De toute façons, vous n’avez d’autres choix que de vous adapter car le problème du métissage se pose / s’impose, et ira croissant en s’accélérant sur les brèches créées par la mondialisation.

Trop de Noirs ! Trop de musulmans ! C’en est fini avec notre belle et douce France ! Murmurent des pauvres dames qui viennent de visiter une banlieue parisienne comme on visiterait le peuple massaï du Kenya. Elles avoueront après leur visite à haut risque qu’elles ont eu peur. Peur des immigrés. Peur de voir la France noircir. Peur de voir leur France s’islamiser. Il faut le dire, ces esprits faibles ont aussi peur des crises économiques, peur de la mondialisation. Mais avant tout c’est la peur des autres qui prime.

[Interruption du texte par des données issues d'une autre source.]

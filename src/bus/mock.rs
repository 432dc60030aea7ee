// Copyright (c) 2025 Ronan LE MEILLAT, SCTG Development
// This file is part of the rust-sensorstream project and is licensed under the
// SCTG Development Non-Commercial License v1.0 (see LICENSE.md for details).

//! Mock I2C bus
//!
//! An in-memory register file emulating devices on an I2C bus. Each emulated
//! device holds 256 registers and a register pointer: a plain byte write moves
//! the pointer, reads start at the pointer and auto-increment it, the same way
//! register-addressed sensors behave on a real bus.
//!
//! The mock is cheaply cloneable; clones share the same state, so a test can keep
//! a handle to inspect register writes or inject faults after moving the bus
//! into a [`SharedBus`](super::SharedBus).

use std::collections::HashMap;
use std::sync::{Arc, Mutex, MutexGuard};

use async_trait::async_trait;
use log::debug;

use super::{BusError, I2cBus};
use crate::sensor::{adxl345, bme280};

/// Raw ADXL345 axis payload served by the default mock device (X=100, Y=-56, Z=256)
pub const MOCK_ADXL345_AXES: [u8; 6] = [0x64, 0x00, 0xC8, 0xFF, 0x00, 0x01];

/// BME280 calibration block 0x88..=0xA1 (datasheet reference coefficients)
pub const MOCK_BME280_CALIBRATION_TP: [u8; 26] = [
    0x70, 0x6B, 0x43, 0x67, 0x18, 0xFC, 0x7D, 0x8E, 0x43, 0xD6, 0xD0, 0x0B, 0x27, 0x0B, 0x8C,
    0x00, 0xF9, 0xFF, 0x8C, 0x3C, 0xF8, 0xC6, 0x70, 0x17, 0x00, 0x4B,
];

/// BME280 humidity calibration block 0xE1..=0xE7
pub const MOCK_BME280_CALIBRATION_H: [u8; 7] = [0x6A, 0x01, 0x00, 0x13, 0x29, 0x03, 0x1E];

/// BME280 raw measurement burst 0xF7..=0xFE (press 415148, temp 519888, hum 30000)
pub const MOCK_BME280_MEASUREMENT: [u8; 8] = [0x65, 0x5A, 0xC0, 0x7E, 0xED, 0x00, 0x75, 0x30];

/// Emulated device on the mock bus
#[derive(Debug, Clone)]
pub struct MockDevice {
    registers: [u8; 256],
    pointer: u8,
}

impl MockDevice {
    fn new() -> Self {
        Self {
            registers: [0; 256],
            pointer: 0,
        }
    }

    fn next_byte(&mut self) -> u8 {
        let value = self.registers[self.pointer as usize];
        self.pointer = self.pointer.wrapping_add(1);
        value
    }
}

/// Register write recorded by the mock bus
#[derive(Debug, Clone, Copy, PartialEq, Eq)]
pub struct RegisterWrite {
    pub address: u8,
    pub register: u8,
    pub value: u8,
}

#[derive(Debug, Default)]
struct MockBusState {
    devices: HashMap<u8, MockDevice>,
    writes: Vec<RegisterWrite>,
    fail_reads: bool,
    fail_writes: bool,
    read_transactions: u64,
}

/// Mock I2C bus backed by emulated register files
#[derive(Debug, Clone, Default)]
pub struct MockI2cBus {
    state: Arc<Mutex<MockBusState>>,
}

impl MockI2cBus {
    /// Create an empty mock bus with no devices attached
    pub fn new() -> Self {
        Self::default()
    }

    /// Create a mock bus with an ADXL345 at 0x53 and a BME280 at 0x76
    pub fn with_default_devices() -> Self {
        let bus = Self::new();

        bus.add_device(adxl345::DEFAULT_ADDRESS);
        bus.set_registers(
            adxl345::DEFAULT_ADDRESS,
            adxl345::registers::DEVID,
            &[adxl345::DEVICE_ID],
        );
        bus.set_registers(
            adxl345::DEFAULT_ADDRESS,
            adxl345::registers::DATAX0,
            &MOCK_ADXL345_AXES,
        );

        bus.add_device(bme280::DEFAULT_ADDRESS);
        bus.set_registers(
            bme280::DEFAULT_ADDRESS,
            bme280::registers::CHIP_ID,
            &[bme280::CHIP_ID],
        );
        bus.set_registers(
            bme280::DEFAULT_ADDRESS,
            bme280::registers::CALIB_TP,
            &MOCK_BME280_CALIBRATION_TP,
        );
        bus.set_registers(
            bme280::DEFAULT_ADDRESS,
            bme280::registers::CALIB_H,
            &MOCK_BME280_CALIBRATION_H,
        );
        bus.set_registers(
            bme280::DEFAULT_ADDRESS,
            bme280::registers::PRESS_MSB,
            &MOCK_BME280_MEASUREMENT,
        );

        bus
    }

    fn lock(&self) -> Result<MutexGuard<'_, MockBusState>, BusError> {
        self.state.lock().map_err(|_| BusError::Transaction {
            address: 0,
            reason: "mock bus state poisoned".to_string(),
        })
    }

    /// Attach an emulated device with zeroed registers
    pub fn add_device(&self, address: u8) {
        if let Ok(mut state) = self.lock() {
            state.devices.entry(address).or_insert_with(MockDevice::new);
        }
    }

    /// Overwrite consecutive registers of an attached device
    pub fn set_registers(&self, address: u8, start: u8, values: &[u8]) {
        if let Ok(mut state) = self.lock() {
            if let Some(device) = state.devices.get_mut(&address) {
                for (offset, value) in values.iter().enumerate() {
                    let register = start.wrapping_add(offset as u8);
                    device.registers[register as usize] = *value;
                }
            }
        }
    }

    /// Current content of a register, `None` if no device is attached there
    pub fn register(&self, address: u8, register: u8) -> Option<u8> {
        self.lock()
            .ok()?
            .devices
            .get(&address)
            .map(|device| device.registers[register as usize])
    }

    /// Register writes performed on `address`, in order
    pub fn register_writes(&self, address: u8) -> Vec<RegisterWrite> {
        self.lock()
            .map(|state| {
                state
                    .writes
                    .iter()
                    .filter(|write| write.address == address)
                    .copied()
                    .collect()
            })
            .unwrap_or_default()
    }

    /// Number of read transactions attempted on the bus, failed ones included
    pub fn read_transactions(&self) -> u64 {
        self.lock().map(|state| state.read_transactions).unwrap_or(0)
    }

    /// Make every subsequent read fail
    pub fn set_fail_reads(&self, fail: bool) {
        if let Ok(mut state) = self.lock() {
            state.fail_reads = fail;
        }
    }

    /// Make every subsequent write fail
    pub fn set_fail_writes(&self, fail: bool) {
        if let Ok(mut state) = self.lock() {
            state.fail_writes = fail;
        }
    }
}

fn device_mut(state: &mut MockBusState, address: u8) -> Result<&mut MockDevice, BusError> {
    state
        .devices
        .get_mut(&address)
        .ok_or(BusError::NoDevice { address })
}

#[async_trait]
impl I2cBus for MockI2cBus {
    async fn write_byte_to_reg(
        &mut self,
        address: u8,
        register: u8,
        value: u8,
    ) -> Result<(), BusError> {
        let mut state = self.lock()?;
        if state.fail_writes {
            return Err(BusError::Transaction {
                address,
                reason: "injected write failure".to_string(),
            });
        }

        debug!(
            "Mock write 0x{:02X} -> register 0x{:02X} of device 0x{:02X}",
            value, register, address
        );
        device_mut(&mut state, address)?.registers[register as usize] = value;
        state.writes.push(RegisterWrite {
            address,
            register,
            value,
        });
        Ok(())
    }

    async fn write_byte(&mut self, address: u8, value: u8) -> Result<(), BusError> {
        let mut state = self.lock()?;
        if state.fail_writes {
            return Err(BusError::Transaction {
                address,
                reason: "injected write failure".to_string(),
            });
        }

        device_mut(&mut state, address)?.pointer = value;
        Ok(())
    }

    async fn read_byte(&mut self, address: u8) -> Result<u8, BusError> {
        let mut state = self.lock()?;
        state.read_transactions += 1;
        if state.fail_reads {
            return Err(BusError::Transaction {
                address,
                reason: "injected read failure".to_string(),
            });
        }

        Ok(device_mut(&mut state, address)?.next_byte())
    }

    async fn read_bytes(&mut self, address: u8, count: usize) -> Result<Vec<u8>, BusError> {
        let mut state = self.lock()?;
        state.read_transactions += 1;
        if state.fail_reads {
            return Err(BusError::Transaction {
                address,
                reason: "injected read failure".to_string(),
            });
        }

        let device = device_mut(&mut state, address)?;
        Ok((0..count).map(|_| device.next_byte()).collect())
    }
}
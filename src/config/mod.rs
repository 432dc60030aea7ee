// Copyright (c) 2025 Ronan LE MEILLAT, SCTG Development
// This file is part of the rust-sensorstream project and is licensed under the
// SCTG Development Non-Commercial License v1.0 (see LICENSE.md for details).

//! Configuration management for the sensor stream application
//!
//! This module provides functionality for loading, validating, and applying
//! configuration settings. The configuration is backed by a YAML file and
//! validated against a JSON schema before being deserialized.
//!
//! ## Configuration Structure
//!
//! - `bus`: transport used to reach the sensor (native `/dev/i2c-*` or mock)
//! - `sensor`: sensor family, address and measurement settings
//! - `acquisition`: acquisition cadence and read timeout
//! - `handlers`: one entry per endpoint receiving the samples
//!
//! ## Usage
//!
//! ```no_run
//! use rust_sensorstream::config::Config;
//! use std::path::Path;
//!
//! // Load config from file, creates a default if not found
//! let mut config = Config::from_file(Path::new("config.yaml")).unwrap();
//!
//! // Apply command line overrides if needed
//! config.apply_args(
//!     Some(100),                       // Delay between samples in ms
//!     Some(4),                         // Sensitivity in g
//!     Some(800.0),                     // Data rate in Hz
//!     Some("/dev/i2c-0".to_string()),  // I2C device
//!     false,                           // Mock bus
//! );
//!
//! println!("Sampling every {} ms", config.acquisition.delay_ms);
//! ```

pub mod acquisition;
pub mod bus;
pub mod handler;
pub mod sensor;
pub mod utils;

use std::fs::{self, File};
use std::io::Write;
use std::path::Path;

use anyhow::{Context, Result};
use log::{debug, error};
use serde::{Deserialize, Serialize};

// Re-export all types for public API
pub use acquisition::AcquisitionConfig;
pub use bus::{BusConfig, BusType};
pub use handler::{HandlerConfig, TargetConfig};
pub use sensor::SensorConfig;
pub use utils::output_config_schema;

/// Embedded JSON schema every configuration file is validated against
pub const CONFIG_SCHEMA: &str = include_str!("../../resources/config.schema.json");

/// Root configuration structure.
///
/// Each section uses default values when not explicitly specified in the
/// configuration file, so an empty file (or one holding only comments)
/// yields a working configuration sampling an ADXL345 on `/dev/i2c-1` every
/// 500 ms into the log.
#[derive(Debug, Clone, PartialEq, Serialize, Deserialize)]
pub struct Config {
    /// Bus transport settings
    #[serde(default)]
    pub bus: BusConfig,

    /// Sensor attached to the bus
    #[serde(default)]
    pub sensor: SensorConfig,

    /// Acquisition cadence.
    #[serde(default)]
    pub acquisition: AcquisitionConfig,

    /// Endpoints receiving the samples, one acquisition job each
    #[serde(default = "default_handlers")]
    pub handlers: Vec<HandlerConfig>,
}

fn default_handlers() -> Vec<HandlerConfig> {
    vec![HandlerConfig::log("log")]
}

impl Default for Config {
    fn default() -> Self {
        Self {
            bus: BusConfig::default(),
            sensor: SensorConfig::default(),
            acquisition: AcquisitionConfig::default(),
            handlers: default_handlers(),
        }
    }
}

impl Config {
    /// Helper method to create a sample config file when validation fails
    fn create_sample_config<P: AsRef<Path>>(path: P) -> Result<()> {
        let path = path.as_ref();
        let sample_path = path.with_extension("sample.yaml");
        debug!("Original path: {:?}, Sample path: {:?}", path, sample_path);

        // Create parent directories if they don't exist
        if let Some(parent) = sample_path.parent() {
            if !parent.as_os_str().is_empty() && !parent.exists() {
                debug!("Creating parent directory: {:?}", parent);
                fs::create_dir_all(parent).with_context(|| {
                    format!(
                        "Failed to create parent directory for sample config at {:?}",
                        parent
                    )
                })?;
            }
        }

        Self::default()
            .save_to_file(&sample_path)
            .with_context(|| format!("Failed to save sample config to {:?}", sample_path))?;

        error!(
            "Sample configuration file created at {:?}\nPlease edit and rename it",
            sample_path
        );
        Ok(())
    }

    /// Parse a raw YAML document and validate it against the embedded JSON schema
    ///
    /// An empty document is read as an empty mapping.
    fn validate_schema(contents: &str, path: &Path) -> Result<serde_yml::Value> {
        // First step: convert YAML to a generic Value
        let yaml_value: serde_yml::Value = match serde_yml::from_str(contents)
            .with_context(|| format!("Failed to parse YAML configuration from {:?}", path))?
        {
            serde_yml::Value::Null => serde_yml::Value::Mapping(serde_yml::Mapping::new()),
            value => value,
        };

        // Convert to JSON Value for validation
        let json_value = serde_json::to_value(&yaml_value).with_context(|| {
            format!("Failed to convert YAML to JSON for validation: {:?}", path)
        })?;

        let schema: serde_json::Value =
            serde_json::from_str(CONFIG_SCHEMA).context("Failed to parse JSON schema")?;

        let validator = jsonschema::draft202012::options()
            .should_validate_formats(true)
            .build(&schema)
            .context("Failed to build JSON schema validator")?;

        debug!("Validating {} configuration against schema", path.display());
        if let Err(error) = validator.validate(&json_value) {
            anyhow::bail!("Configuration validation failed: {}", error);
        }
        Ok(yaml_value)
    }

    /// Load configuration from a file.
    ///
    /// A missing file is created with default values. A file failing schema
    /// validation, deserialization or the domain rules is rejected, and a
    /// `*.sample.yaml` file with default values is written next to it.
    pub fn from_file<P: AsRef<Path>>(path: P) -> Result<Self> {
        let path = path.as_ref();
        if !path.exists() {
            debug!(
                "Configuration file not found at {:?}, creating default",
                path
            );
            let default_config = Self::default();
            default_config.save_to_file(path)?;
            return Ok(default_config);
        }

        debug!("Loading configuration from {:?}", path);
        let contents = fs::read_to_string(path)
            .with_context(|| format!("Failed to read configuration file at {:?}", path))?;

        let document = match Self::validate_schema(&contents, path) {
            Ok(document) => document,
            Err(err) => {
                error!("Configuration validation error before deserialization");
                Self::create_sample_config(path)?;
                return Err(err);
            }
        };

        debug!("Schema validation passed, deserializing into Config structure");
        let config: Config = match serde_yml::from_value(document) {
            Ok(config) => config,
            Err(err) => {
                error!("Configuration deserialization error: {}", err);
                if let Err(e) = Self::create_sample_config(path) {
                    error!("Failed to create sample config: {}", e);
                }
                return Err(anyhow::anyhow!(
                    "Failed to deserialize configuration from {}: {}",
                    path.display(),
                    err
                ));
            }
        };

        // Perform additional specific validations
        if let Err(err) = config.validate() {
            error!("Configuration specific validation error: {}", err);
            Self::create_sample_config(path)?;
            return Err(err);
        }

        Ok(config)
    }

    /// Save the configuration to a file
    pub fn save_to_file<P: AsRef<Path>>(&self, path: P) -> Result<()> {
        let yaml =
            serde_yml::to_string(self).context("Failed to serialize configuration to YAML")?;

        let mut file = File::create(path.as_ref())
            .with_context(|| format!("Failed to create config file at {:?}", path.as_ref()))?;

        file.write_all(yaml.as_bytes())
            .with_context(|| format!("Failed to write configuration to {:?}", path.as_ref()))?;

        Ok(())
    }

    /// Check the rules the JSON schema cannot express
    pub fn validate(&self) -> Result<()> {
        utils::validate_specific_rules(self)
    }

    /// Apply command line arguments to override configuration values.
    ///
    /// Only explicitly provided values override the existing configuration.
    ///
    /// # Parameters
    ///
    /// * `delay_ms` - Interval between two samples in milliseconds
    /// * `sensitivity` - ADXL345 full-scale range in g
    /// * `data_rate` - ADXL345 output data rate in Hz
    /// * `i2c_device` - Device node of the native bus
    /// * `mock_bus` - If true, switch to the in-memory mock bus
    pub fn apply_args(
        &mut self,
        delay_ms: Option<u64>,
        sensitivity: Option<u8>,
        data_rate: Option<f64>,
        i2c_device: Option<String>,
        mock_bus: bool,
    ) {
        if let Some(delay_ms) = delay_ms {
            debug!("Overriding delay from command line: {} ms", delay_ms);
            self.acquisition.delay_ms = delay_ms;
        }
        if let Some(sensitivity) = sensitivity {
            debug!("Overriding sensitivity from command line: {}", sensitivity);
            self.sensor.sensitivity = sensitivity;
        }
        if let Some(data_rate) = data_rate {
            debug!("Overriding data rate from command line: {} Hz", data_rate);
            self.sensor.data_rate = data_rate;
        }
        if let Some(device) = i2c_device {
            debug!("Overriding I2C device from command line: {}", device);
            self.bus.device = device;
        }
        if mock_bus {
            debug!("Using mock bus from command line");
            self.bus.bus_type = BusType::Mock;
        }
    }
}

Les autres, ces immigrés. […]

Je pose la question plus clairement : A quoi devait ressembler la France sans un seul immigré ? Mais avant d’y répondre interrogeons nous sans passion : qui n’est pas immigré en France ? […]

La France à ceci de particulier, très particulier : personne n’est pas plus Français que l’autre, même pas les Gaulois ( je l’ai montré). La nationalité française héritée de parents français ne trouve aucune justification dans la couleur de peau des uns ou des autres ou dans la religion des uns et des autres. La différence vient du fait qu’il y a des gens qui savent d’où ils sont venus, tandis que d’autres l’ignorent ou feignent de l’ignorer. Mais, l’ignorance n’est pas un prétexte pour prétendre être un «vrai Français». Il s’agit d’une ignorance contre laquelle il faut lutter. […]

Pour nos imposteurs et jeunes Gaulois, la douce France est en danger à cause de l’immigration. Ils veulent la nettoyer, la rendre propre, blanche. Pour y arriver, ils trient : à leur entendement, il y a de «vrais» et de «faux» Français, selon des critères qu’ils sont bien les seuls à maîtriser. «Quand on naît con, on est con pour la vie» disait Brassens.

Tous comptes faits, la France est un bon projet qui peut-être ne se réalisera pas du fait des mentalités des uns et des autres qui s’excluent au lieu de fusionner, qui ont peur et qui font peur. […] Ne vous en déplaise, à force de faire de telles déclarations, nous autres immigrés nous avons souvent le sentiment de ne plus être chez nous, j’en suis fort mal à l’aise.